Judge John C. Ford put an end to a four-year long case Tuesday morning when he imposed a sentence of 40 years on Ron Martin.
Martin's sentence length was enhanced by the habitual offender law, which increases the range of a possible sentence from 40 years to the possibility of life in prison.
"The court has considered all the guidelines set forth by the statute, as well as other aggravating factors such as the conduct of the defendant along with the conduct of the mother immediately after the incident," Judge Ford said as he prepared to announce his decision.
Martin was found guilty in October of 2009 for the death of his ten-week-old daughter, Gladys Marie "Gladdie" Martin, who was in Martin's care at the time she received brain damage that led to her death on November 29, 2006.
During Martin's trial, Ford had indicated his disapproval of the actions of baby Gladys' mother, Sheila Newhouse, immediately after the incident.

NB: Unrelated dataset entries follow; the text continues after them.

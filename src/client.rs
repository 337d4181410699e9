use futures::StreamExt;
use reqwest::multipart::{Form, Part};
use serde::{Deserialize, Serialize};
use std::path::Path;
use std::time::Duration;
use tokio::io::{AsyncWriteExt, BufWriter};
use tracing::{debug, info, warn};

use crate::config::{ApiConfig, OutputConfig};
use crate::credentials::Credential;
use crate::error::{JimengError, Result};
use crate::frames::{FrameSlot, FrameUpload};
use crate::params::{GenerationMode, GenerationRequest, ResolvedDimensions};

/// Longest prompt prefix carried into a file name
const FILENAME_PROMPT_CHARS: usize = 30;

#[derive(Debug, Serialize)]
struct TextToVideoRequest<'a> {
    model: &'a str,
    prompt: &'a str,
    width: u32,
    height: u32,
    resolution: &'a str,
    duration: &'a str,
}

#[derive(Debug, Deserialize)]
struct GenerationResponse {
    #[serde(default)]
    data: Vec<GeneratedVideo>,
}

#[derive(Debug, Deserialize)]
struct GeneratedVideo {
    url: Option<String>,
}

/// HTTP client for the Jimeng generation and media endpoints
#[derive(Debug, Clone)]
pub struct JimengClient {
    client: reqwest::Client,
    generation_timeout: Duration,
    download_timeout: Duration,
    output: OutputConfig,
}

impl JimengClient {
    pub fn new(client: reqwest::Client, api: &ApiConfig, output: OutputConfig) -> Self {
        Self {
            client,
            generation_timeout: api.generation_timeout(),
            download_timeout: api.download_timeout(),
            output,
        }
    }

    /// Submit a generation request and return the remote media URL
    pub async fn submit(
        &self,
        api_url: &str,
        credential: &Credential,
        request: &GenerationRequest,
        dimensions: ResolvedDimensions,
    ) -> Result<String> {
        let url = format!("{}/v1/videos/generations", api_url);
        let bearer = format!("Bearer {}", credential.header_value());

        let response = match request.mode() {
            GenerationMode::TextToVideo => {
                info!("📝 Mode: Text to Video");
                let payload = TextToVideoRequest {
                    model: request.model.label(),
                    prompt: &request.prompt,
                    width: dimensions.width,
                    height: dimensions.height,
                    resolution: request.resolution.label(),
                    duration: request.duration.label(),
                };

                self.client
                    .post(&url)
                    .header("Authorization", bearer)
                    .json(&payload)
                    .timeout(self.generation_timeout)
                    .send()
                    .await
            }
            GenerationMode::ImageToVideo { frames } => {
                info!("🖼️  Mode: Image to Video ({} frames)", frames);
                let uploads = self.stage_frames(request).await?;
                let outcome = self
                    .post_multipart(&url, bearer, request, dimensions, &uploads)
                    .await;
                for upload in uploads {
                    upload.close();
                }
                outcome?
            }
        }
        .map_err(|e| JimengError::from_transport(e, "Video generation", api_url, self.generation_timeout))?;

        let status = response.status();
        let body = response.text().await?;
        debug!("Generation response {}: {} bytes", status, body.len());

        if status == reqwest::StatusCode::OK {
            if let Some(video_url) = serde_json::from_str::<GenerationResponse>(&body)
                .ok()
                .and_then(|parsed| parsed.data.into_iter().next())
                .and_then(|video| video.url)
                .filter(|url| !url.is_empty())
            {
                return Ok(video_url);
            }
        }

        Err(JimengError::RemoteGeneration {
            status: status.as_u16(),
            body,
        })
    }

    async fn stage_frames(&self, request: &GenerationRequest) -> Result<Vec<FrameUpload>> {
        let temp_dir = self.output.temp_dir.as_deref();
        let mut uploads = Vec::new();
        for (slot, frame) in [
            (FrameSlot::First, request.first_frame.as_ref()),
            (FrameSlot::End, request.end_frame.as_ref()),
        ] {
            if let Some(frame) = frame {
                uploads.push(FrameUpload::stage(slot, frame, temp_dir).await?);
            }
        }
        Ok(uploads)
    }

    /// Outer error carries local failures, inner result the transport outcome.
    async fn post_multipart(
        &self,
        url: &str,
        bearer: String,
        request: &GenerationRequest,
        dimensions: ResolvedDimensions,
        uploads: &[FrameUpload],
    ) -> Result<std::result::Result<reqwest::Response, reqwest::Error>> {
        let mut form = Form::new()
            .text("prompt", request.prompt.clone())
            .text("model", request.model.label())
            .text("width", dimensions.width.to_string())
            .text("height", dimensions.height.to_string())
            .text("resolution", request.resolution.label())
            .text("duration", request.duration.label());

        for upload in uploads {
            let part = Part::bytes(upload.png_bytes().to_vec())
                .file_name(upload.slot().file_name())
                .mime_str("image/png")?;
            form = form.part(upload.slot().field_name(), part);
        }

        info!("🌐 Sending image-to-video request: {}", url);
        Ok(self
            .client
            .post(url)
            .header("Authorization", bearer)
            .multipart(form)
            .timeout(self.generation_timeout)
            .send()
            .await)
    }

    /// Download the generated video into `output_dir`, returning the file name
    pub async fn fetch_and_store(
        &self,
        media_url: &str,
        prompt: &str,
        output_dir: &Path,
    ) -> Result<String> {
        let filename = video_filename(&self.output.filename_prefix, prompt, chrono::Local::now());
        let output_path = output_dir.join(&filename);

        info!("📥 Downloading video...");
        info!("📂 Save path: {}", output_path.display());

        let response = self
            .client
            .get(media_url)
            .timeout(self.download_timeout)
            .send()
            .await
            .and_then(|r| r.error_for_status())
            .map_err(JimengError::Download)?;

        tokio::fs::create_dir_all(output_dir)
            .await
            .map_err(|source| JimengError::DownloadIo {
                path: output_dir.to_path_buf(),
                source,
            })?;

        match self.write_stream(response, &output_path).await {
            Ok(bytes) => {
                info!(
                    "✅ Video downloaded: {:.2} MB",
                    bytes as f64 / (1024.0 * 1024.0)
                );
                Ok(filename)
            }
            Err(e) => {
                if self.output.cleanup_partial_downloads {
                    if let Err(remove_err) = tokio::fs::remove_file(&output_path).await {
                        if remove_err.kind() != std::io::ErrorKind::NotFound {
                            warn!(
                                "⚠️ Failed to remove partial download {}: {}",
                                output_path.display(),
                                remove_err
                            );
                        }
                    }
                }
                Err(e)
            }
        }
    }

    async fn write_stream(&self, response: reqwest::Response, path: &Path) -> Result<u64> {
        let io_err = |source| JimengError::DownloadIo {
            path: path.to_path_buf(),
            source,
        };

        let file = tokio::fs::File::create(path).await.map_err(io_err)?;
        let mut writer = BufWriter::with_capacity(self.output.chunk_size, file);
        let mut stream = response.bytes_stream();
        let mut written = 0u64;

        while let Some(chunk) = stream.next().await {
            let chunk = chunk.map_err(JimengError::Download)?;
            writer.write_all(&chunk).await.map_err(io_err)?;
            written += chunk.len() as u64;
        }

        writer.flush().await.map_err(io_err)?;
        Ok(written)
    }
}

/// Keep alphanumerics, spaces, hyphens and underscores of the first prompt
/// characters, trimmed, with spaces turned into underscores.
pub fn sanitize_prompt(prompt: &str) -> String {
    let kept: String = prompt
        .chars()
        .take(FILENAME_PROMPT_CHARS)
        .filter(|c| c.is_alphanumeric() || matches!(c, ' ' | '-' | '_'))
        .collect();
    kept.trim().replace(' ', "_")
}

/// `{prefix}_{YYYYMMDD_HHMMSS}_{sanitized prompt}.mp4`
pub fn video_filename<Tz: chrono::TimeZone>(
    prefix: &str,
    prompt: &str,
    timestamp: chrono::DateTime<Tz>,
) -> String
where
    Tz::Offset: std::fmt::Display,
{
    format!(
        "{}_{}_{}.mp4",
        prefix,
        timestamp.format("%Y%m%d_%H%M%S"),
        sanitize_prompt(prompt)
    )
}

Newhouse is alleged to have concocted a story with Martin to take the blame herself for Gladdie's injuries before driving the infant to Beauregard Memorial Hospital for treatment.
It wasn't until after the infant was pronounced dead at LSU Medical Center in Shreveport that Martin confessed to dropping the infant.
The habitual offender law increases the range of years a convicted felon may serve, giving the court a choice of anywhere from 40 years to life, if the offender has been charged with a minimum of four felonies.
Martin has been charged with five, including the charges for his daughter's death and a third offense of possession of marijuana, which occurred while the child was still in the hospital suffering from her injuries.
Though it was the minimum sentence Martin could have received, Ford remarked that it may prove to be a longer sentence than it seems.
"Given the defendant's age, 37 years old, this could have the possibility of being a life sentence," Ford said.
Martin now has 30 days to appeal his sentence.
Martin's case was prosecuted by Paul Knight and Julie Cullen of the state attorney general's office. Immediately after sentencing, Knight commented that he was pleased with the sentence.
"Cases like this are why we have the habitual offender law," Knight said. "I think it was appropriate for this case, and I am pleased with the outcome."
Knight also said that he was thankful for the closure that the sentencing may now bring the family of baby Gladys, including her mother, Sheila Newhouse.
"The family has gone through a lot, they deserved this," Knight said.
But not all of the family members are satisfied with the outcome, believing instead that justice has not been  fully served for Gladys Martin.
Diane Harmon, Glady's Martin's great aunt on her father's side, said she believes that her nephew is not the only person responsible for the baby's death. 
"What happened to the baby was a horrible thing," she said in a phone interview after her nephew's sentencing. "But more people should be held accountable."
Harmon especially alluded to Newhouse's actions, including leaving the baby in Martin's care at the time the infant sustained the injuries that led to her death.